The 2026 market and realistic earnings

Corporate Britain is buying specialist execution while freezing headcount. That favours freelancers who translate briefs into shipped work with minimal supervision. The London premium persists (10–25%), but remote-first has narrowed gaps. Typical day rates: copywriter/content £300–£500; brand/UX designer £350–£600; performance marketer £350–£600; full‑stack/AI‑adjacent developer £500–£800. Juniors undercut but churn; seniors command stability and retainers. Billable days are the constraint. Realistically budget 120–160 billable days once you account for marketing, admin, holiday and illness. A healthy year for a mid‑career freelancer is £60k–£110k pre‑tax profit, with outliers above £150k where niche and client mix are strong. Under £40k is usually a pipeline or pricing problem, not a skills deficit. Enterprise buyers favour companies with PI insurance and clean paperwork; SMEs buy relationships and speed. Your economics hinge on creating a repeatable offer and avoiding platform-style price compression.

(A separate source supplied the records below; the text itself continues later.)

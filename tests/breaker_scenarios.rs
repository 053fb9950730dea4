//! End-to-end breaker scenarios against paper venues and scripted oracles

use rust_decimal_macros::dec;
use std::sync::Arc;
use std::time::Duration;

use flatline::adapters::PaperVenue;
use flatline::agent::{DecisionOracle, ScriptedOracle};
use flatline::config::{threshold_channel, AppConfig, ThresholdConfig, ThresholdHandle};
use flatline::coordination::{ActionExecutor, CircuitBreaker, ExitReason, GracefulShutdown, TickReport};
use flatline::domain::{ActionOutcome, Ballot, BreachKind, BreakerState, Decision, NonVote};
use flatline::exchange::{VenueAdapter, VenueRegistry};
use flatline::persistence::{AuditLog, JsonlAuditLog, MemoryAuditLog};
use flatline::portfolio::PortfolioAggregator;
use flatline::GuardError;

fn app_config() -> AppConfig {
    let mut config = AppConfig::default_config(true);
    config.engine.check_interval_seconds = 60;
    config.execution.flatten_backoff_ms = 10;
    config.execution.flatten_max_backoff_ms = 100;
    config
}

fn thresholds() -> ThresholdConfig {
    ThresholdConfig {
        min_balance_usd: dec!(50),
        max_loss_usd: dec!(25),
        max_gain_usd: dec!(250),
        arbitration_timeout_ms: 200,
        ..ThresholdConfig::default()
    }
}

fn arbitrated() -> ThresholdConfig {
    ThresholdConfig {
        use_arbitration: true,
        ..thresholds()
    }
}

fn breaker_for(venue: &Arc<PaperVenue>, thresholds: ThresholdConfig, audit: Arc<dyn AuditLog>) -> CircuitBreaker {
    let registry = VenueRegistry::new().with(venue.clone());
    CircuitBreaker::new(&app_config(), registry, ThresholdHandle::fixed(thresholds), audit)
}

fn oracles(votes: &[Decision]) -> Vec<Arc<dyn DecisionOracle>> {
    votes
        .iter()
        .enumerate()
        .map(|(i, vote)| Arc::new(ScriptedOracle::voting(&format!("o{}", i), *vote)) as Arc<dyn DecisionOracle>)
        .collect()
}

fn low_balance_venue() -> Arc<PaperVenue> {
    Arc::new(PaperVenue::new("paper", dec!(48)).with_position("BTC", dec!(0.01), dec!(60000), dec!(60000), dec!(1)))
}

#[tokio::test]
async fn min_balance_without_arbitration_flattens_on_the_same_tick() {
    let venue = low_balance_venue();
    let audit = Arc::new(MemoryAuditLog::new());
    let mut breaker = breaker_for(&venue, thresholds(), audit.clone());

    let report = breaker.tick().await.unwrap();

    let TickReport::Breach { kind, decision, outcome, .. } = report else {
        panic!("expected a breach, got {:?}", report);
    };
    assert_eq!(kind, BreachKind::MinBalance);
    assert_eq!(decision, Decision::CloseAll);
    assert!(matches!(outcome, ActionOutcome::Success { .. }));
    assert!(venue.get_positions().await.unwrap().is_empty());

    let records = audit.breaches().await;
    assert_eq!(records.len(), 1);
    assert_eq!(records[0].available_balance_usd, dec!(48));
    assert_eq!(records[0].decision, Decision::CloseAll);
    assert_eq!(records[0].agreement_ratio, None);
    assert!(records[0].votes.is_empty());
}

#[tokio::test]
async fn single_hold_vote_keeps_positions_and_is_still_audited() {
    let dir = tempfile::tempdir().unwrap();
    let audit = Arc::new(JsonlAuditLog::open(dir.path()).await.unwrap());
    let venue = Arc::new(PaperVenue::new("paper", dec!(74)).with_position("ETH", dec!(1), dec!(26), dec!(26), dec!(1)));
    let mut breaker = breaker_for(&venue, arbitrated(), audit.clone()).with_oracles(oracles(&[Decision::Hold]));

    // Baseline: $100
    assert_eq!(breaker.tick().await.unwrap(), TickReport::Clear);
    venue.set_mark("ETH", dec!(0)).await;

    let report = breaker.tick().await.unwrap();
    assert!(matches!(
        report,
        TickReport::Breach {
            kind: BreachKind::MaxLoss,
            decision: Decision::Hold,
            outcome: ActionOutcome::Held,
            ..
        }
    ));
    assert_eq!(venue.close_calls(), 0);
    assert_eq!(venue.get_positions().await.unwrap().len(), 1);

    let latest = audit.latest_breach().await.unwrap().unwrap();
    assert_eq!(latest.observed, dec!(-26));
    assert_eq!(latest.limit, dec!(25));
    assert_eq!(latest.outcome, ActionOutcome::Held);

    let lines = std::fs::read_to_string(audit.breach_path()).unwrap();
    assert_eq!(lines.lines().count(), 1);
}

#[tokio::test(start_paused = true)]
async fn four_silent_oracles_fall_back_to_close_all() {
    let venue = low_balance_venue();
    let audit = Arc::new(MemoryAuditLog::new());
    let silent: Vec<Arc<dyn DecisionOracle>> = (0..4)
        .map(|i| Arc::new(ScriptedOracle::hanging(&format!("o{}", i))) as Arc<dyn DecisionOracle>)
        .collect();
    let mut breaker = breaker_for(&venue, arbitrated(), audit.clone()).with_oracles(silent);

    let report = breaker.tick().await.unwrap();
    assert!(matches!(report, TickReport::Breach { decision: Decision::CloseAll, .. }));

    let record = &audit.breaches().await[0];
    assert_eq!(record.agreement_ratio, Some(0.0));
    assert!(record.fail_safe);
    assert_eq!(record.votes.len(), 4);
    assert!(record
        .votes
        .iter()
        .all(|v| v.ballot == Ballot::Abstain(NonVote::Timeout)));
    assert!(venue.get_positions().await.unwrap().is_empty());
}

#[tokio::test]
async fn three_to_one_split_closes_with_three_quarters_agreement() {
    let venue = low_balance_venue();
    let audit = Arc::new(MemoryAuditLog::new());
    let mut breaker = breaker_for(&venue, arbitrated(), audit.clone()).with_oracles(oracles(&[
        Decision::CloseAll,
        Decision::CloseAll,
        Decision::CloseAll,
        Decision::Hold,
    ]));

    breaker.tick().await.unwrap();

    let record = &audit.breaches().await[0];
    assert_eq!(record.decision, Decision::CloseAll);
    assert_eq!(record.agreement_ratio, Some(0.75));
    assert!(!record.fail_safe);
}

#[tokio::test]
async fn tied_vote_resolves_to_close_all() {
    let venue = low_balance_venue();
    let audit = Arc::new(MemoryAuditLog::new());
    let mut breaker = breaker_for(&venue, arbitrated(), audit.clone()).with_oracles(oracles(&[
        Decision::CloseAll,
        Decision::Hold,
        Decision::Hold,
        Decision::CloseAll,
    ]));

    breaker.tick().await.unwrap();

    let record = &audit.breaches().await[0];
    assert_eq!(record.decision, Decision::CloseAll);
    assert_eq!(record.agreement_ratio, Some(0.5));
    assert!(record.fail_safe);
    assert!(venue.get_positions().await.unwrap().is_empty());
}

#[tokio::test]
async fn venue_outage_aborts_the_tick_without_closing() {
    let venue = low_balance_venue();
    venue.set_outage(true).await;
    let audit = Arc::new(MemoryAuditLog::new());
    let mut breaker = breaker_for(&venue, thresholds(), audit.clone());

    let report = breaker.tick().await.unwrap();

    assert!(matches!(report, TickReport::Aborted { .. }));
    assert_eq!(venue.close_calls(), 0);
    assert!(audit.breaches().await.is_empty());
    assert_eq!(breaker.state(), BreakerState::Monitoring);
}

#[tokio::test]
async fn corrupt_positions_abort_the_tick_without_closing() {
    let venue = low_balance_venue();
    venue.set_corrupt(true).await;
    let audit = Arc::new(MemoryAuditLog::new());
    let mut breaker = breaker_for(&venue, thresholds(), audit.clone());

    assert!(matches!(breaker.tick().await.unwrap(), TickReport::Aborted { .. }));
    assert_eq!(venue.close_calls(), 0);
}

#[tokio::test]
async fn flattening_twice_is_harmless() {
    let venue = low_balance_venue();
    let registry = VenueRegistry::new().with(venue.clone());
    let aggregator = PortfolioAggregator::new(registry.clone());
    let executor = ActionExecutor::new(registry, &app_config().execution);

    let snapshot = aggregator.snapshot(&["paper".to_string()], 12).await.unwrap();
    let first = executor.flatten(&snapshot).await;
    let balance = venue.get_account_value().await.unwrap();
    let second = executor.flatten(&snapshot).await;

    assert!(matches!(first, ActionOutcome::Success { .. }));
    assert!(matches!(second, ActionOutcome::Success { .. }));
    assert_eq!(venue.get_account_value().await.unwrap(), balance);
    assert!(venue.get_positions().await.unwrap().is_empty());
}

#[tokio::test]
async fn merged_snapshot_total_matches_its_parts() {
    let a = Arc::new(
        PaperVenue::new("a", dec!(120))
            .with_position("BTC", dec!(0.5), dec!(60000), dec!(61000), dec!(10))
            .with_position("ETH", dec!(-2), dec!(3000), dec!(2900), dec!(5)),
    );
    let b = Arc::new(PaperVenue::new("b", dec!(35.5)).with_position("SOL", dec!(10), dec!(150), dec!(140), dec!(1)));
    let registry = VenueRegistry::new().with(a.clone()).with(b.clone());
    let aggregator = PortfolioAggregator::new(registry);

    let snapshot = aggregator
        .snapshot(&["a".to_string(), "b".to_string()], 12)
        .await
        .unwrap();

    assert_eq!(snapshot.total_value_usd(), snapshot.reconstructed_total());
    assert_eq!(snapshot.available_balance_usd(), dec!(155.5));
    let venues: Vec<&str> = snapshot.positions().iter().map(|p| p.venue.as_str()).collect();
    assert_eq!(venues, vec!["a", "a", "b"]);
}

#[tokio::test]
async fn reloaded_thresholds_apply_on_the_next_tick() {
    let venue = Arc::new(PaperVenue::new("paper", dec!(80)));
    let audit = Arc::new(MemoryAuditLog::new());
    let (publisher, handle) = threshold_channel(thresholds());
    let registry = VenueRegistry::new().with(venue.clone());
    let mut breaker = CircuitBreaker::new(&app_config(), registry, handle, audit.clone());

    assert_eq!(breaker.tick().await.unwrap(), TickReport::Clear);

    publisher
        .publish(ThresholdConfig {
            min_balance_usd: dec!(90),
            ..thresholds()
        })
        .unwrap();
    assert!(matches!(
        breaker.tick().await.unwrap(),
        TickReport::Breach {
            kind: BreachKind::MinBalance,
            ..
        }
    ));

    // Invalid values never replace the ones in force
    let rejected = publisher.publish(ThresholdConfig {
        max_loss_usd: dec!(0),
        ..thresholds()
    });
    assert!(matches!(rejected, Err(GuardError::InvalidConfig(_))));
}

#[tokio::test(start_paused = true)]
async fn stuck_position_stops_the_loop_with_partial_failure() {
    let venue = low_balance_venue();
    venue.stick("BTC").await;
    let audit = Arc::new(MemoryAuditLog::new());
    let breaker = breaker_for(&venue, thresholds(), audit.clone());
    let shutdown = GracefulShutdown::new();

    let reason = tokio::time::timeout(Duration::from_secs(600), breaker.run(shutdown.token()))
        .await
        .unwrap()
        .unwrap();

    let ExitReason::PartialFailure(failure) = &reason else {
        panic!("expected partial failure, got {:?}", reason);
    };
    assert_eq!(failure.remaining, vec!["paper:BTC".to_string()]);
    assert_eq!(reason.exit_code(), 2);

    // The failed flatten is still on record
    let records = audit.breaches().await;
    assert_eq!(records.len(), 1);
    assert_eq!(records[0].outcome.as_str(), "partial_failure");
}

#[tokio::test(start_paused = true)]
async fn repeated_outages_stop_the_loop() {
    let venue = low_balance_venue();
    venue.set_outage(true).await;
    let audit = Arc::new(MemoryAuditLog::new());
    let breaker = breaker_for(&venue, thresholds(), audit);
    let shutdown = GracefulShutdown::new();

    let reason = tokio::time::timeout(Duration::from_secs(3600), breaker.run(shutdown.token()))
        .await
        .unwrap()
        .unwrap();

    assert!(matches!(reason, ExitReason::RepeatedAggregationFailure { count: 5 }));
    assert_eq!(reason.exit_code(), 3);
    assert_eq!(venue.close_calls(), 0);
}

  • Expect slower procurement but faster scopes: finance/healthcare approvals take 4–8 weeks, but signed SOWs then move in days, not months.
  • Developers with AI tooling experience (prompt engineering, fine‑tuning, RAG) are clearing £650–£800/day on regulated‑sector cleanup work.
  • Retainers are back: £1,000–£3,000 per month for 1–3 days’ predictable capacity stabilises cash and reduces sales overhead.
  • Regional work tops out ~15% below London, but niche trumps postcode; a Leeds fintech pays more than a generic London agency.

Section 02

Choosing your legal structure: sole trader vs limited company

Start as a sole trader if you want speed: register with HMRC for Self Assessment, invoice under your trading name, and keep lean. Limited companies impress procurement, ring‑fence liability, and—above ~£35k–£40k profit—tend to yield higher take‑home if you pay a modest salary and the rest in dividends. Compliance increases: Companies House filings, corporation tax to HMRC, payroll if you pay yourself a salary, and basic board hygiene. For clients, a company with £1m+ PI insurance, a privacy notice and a two‑page SOW reads as ‘vendor’ rather than ‘person with a laptop’.

  • Indicative take‑home at £60k profit (2026/27): sole trader ~£46.1k after income tax and Class 4 NIC; limited company ~£47.3k assuming £12,570 salary, 19% small‑profits CT on the balance and dividends taxed at 8.75% after the £500 allowance.
  • Break‑even where Ltd becomes worthwhile typically lands around £35k–£40k annual profit once you factor accountant fees (~£800–£1,500/yr) and admin time.
  • Companies House: incorporation online from £50; Confirmation Statement £34/yr; micro‑entity accounts acceptable if you stay small.
  • Open a business account even as a sole trader to segregate taxes and show professionalism; Starling, Monzo Business and Tide are fast, with FSCS protection on deposits at UK banks.

Section 03

IR35 in 2026: SDS, CEST and getting status right

IR35 (off‑payroll working rules) bite only if you contract via your own limited company or another intermediary. In the public sector and medium/large private sector, the client must issue a Status Determination Statement (SDS) stating ‘inside’ or ‘outside’ IR35 and why. They may use HMRC’s CEST tool; HMRC will generally stand by a CEST result if inputs were accurate. CEST is conservative on substitution and control; independent reviews by Qdos or Kingsbridge can stress‑test contracts and working practices. Since April 2024, HMRC’s ‘offset’ rules prevent double taxation where a status is corrected—small comfort, but it reduces worst‑case liabilities. Don’t ignore IR35 simply because you’re creative or marketing; if you look, act and are managed like an employee, you’re a risk.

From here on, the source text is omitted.